Никто не станет над тобою насмехаться, ни родной брат, ни более сильные соседи, ни будущее, ни прошлое, ни я, никто. Пределом мечтаний моих в настоящее время является новый поход с тобой, о, мой друг, мой кумир. Давай сотрясём Буркерсдорф. Почему Европа так медленно, так долго спит? Её нынешняя неповоротливость мне осточертела. Тебе негде развернуться, Пруссия, тебе нет места разгуляться.

Ты знаешь, как никто другой, что Европа не воспитывает, она развращает. Ты же исключительное исключение. Ты смог её нагнуть в одиночку — чем тебе это не извращение?

Мир раскрошился на войну вновь, но он не должен гореть, пока тебя в нём нет.

Ты показал мне, что значит быть мужчиной, и, нет, не столько — ты сделал меня великим.

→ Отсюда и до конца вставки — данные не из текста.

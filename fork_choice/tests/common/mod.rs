#![allow(dead_code)]

use chain::ChainConfig;
use containers::{AttestationData, Block, Bytes32, Checkpoint, Epoch, Root, Slot};
use fork_choice::{get_forkchoice_store, on_block, Store};

pub fn config_with_slots_per_epoch(slots_per_epoch: u64) -> ChainConfig {
    ChainConfig {
        slots_per_epoch,
        ..ChainConfig::minimal()
    }
}

/// A committee of 3, so 3 matching votes form a supermajority link.
pub fn small_committee_config(slots_per_epoch: u64) -> ChainConfig {
    ChainConfig {
        max_validators_per_committee: 3,
        ..config_with_slots_per_epoch(slots_per_epoch)
    }
}

pub fn genesis_block() -> Block {
    Block {
        state_root: Bytes32::from([0xaa; 32]),
        ..Block::default()
    }
}

pub fn child(parent_root: Root, slot: u64, tag: u8) -> Block {
    Block {
        slot: Slot(slot),
        parent_root,
        state_root: Bytes32::from([tag; 32]),
        ..Block::default()
    }
}

/// A store holding a single chain with blocks at `slots` (genesis excluded), oldest first.
///
/// Returns the store and the roots head first, ending at genesis.
pub fn linear_store(slots: &[u64]) -> (Store, Vec<Root>) {
    let mut store = get_forkchoice_store(genesis_block()).expect("genesis anchor");
    let mut roots = vec![store.genesis_root];

    for (tag, slot) in slots.iter().enumerate() {
        let parent = *roots.last().expect("genesis present");
        let root = on_block(&mut store, child(parent, *slot, tag as u8 + 1)).expect("valid block");
        roots.push(root);
    }

    roots.reverse();
    (store, roots)
}

pub fn attestation_data(
    slot: u64,
    head: Root,
    source: Checkpoint,
    target: Checkpoint,
) -> AttestationData {
    AttestationData {
        slot: Slot(slot),
        index: 0,
        beacon_block_root: head,
        source,
        target,
    }
}

pub fn links(source: Checkpoint, target: Checkpoint, count: usize) -> Vec<AttestationData> {
    vec![
        AttestationData {
            source,
            target,
            ..AttestationData::default()
        };
        count
    ]
}

pub fn checkpoint(epoch: u64, root: Root) -> Checkpoint {
    Checkpoint::new(Epoch(epoch), root)
}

Сильнее тебя нет, ничто не сломит твою гордость и тебя самого. Никто не сравнится с Пруссией. Ты способен на любую работу. Ты способен на любую жертву. Ты лучший, Пруссия, никогда не исчезнешь из героических историй, время не сотрёт память о тебе! Я счастлив, что знал тебя, счастлив, что был тобой. И моя последняя молитва, мой ангел, будет о тебе.

На этом заканчиваю с чувством бесконечной тоски,

Гилберт Байльшмидт.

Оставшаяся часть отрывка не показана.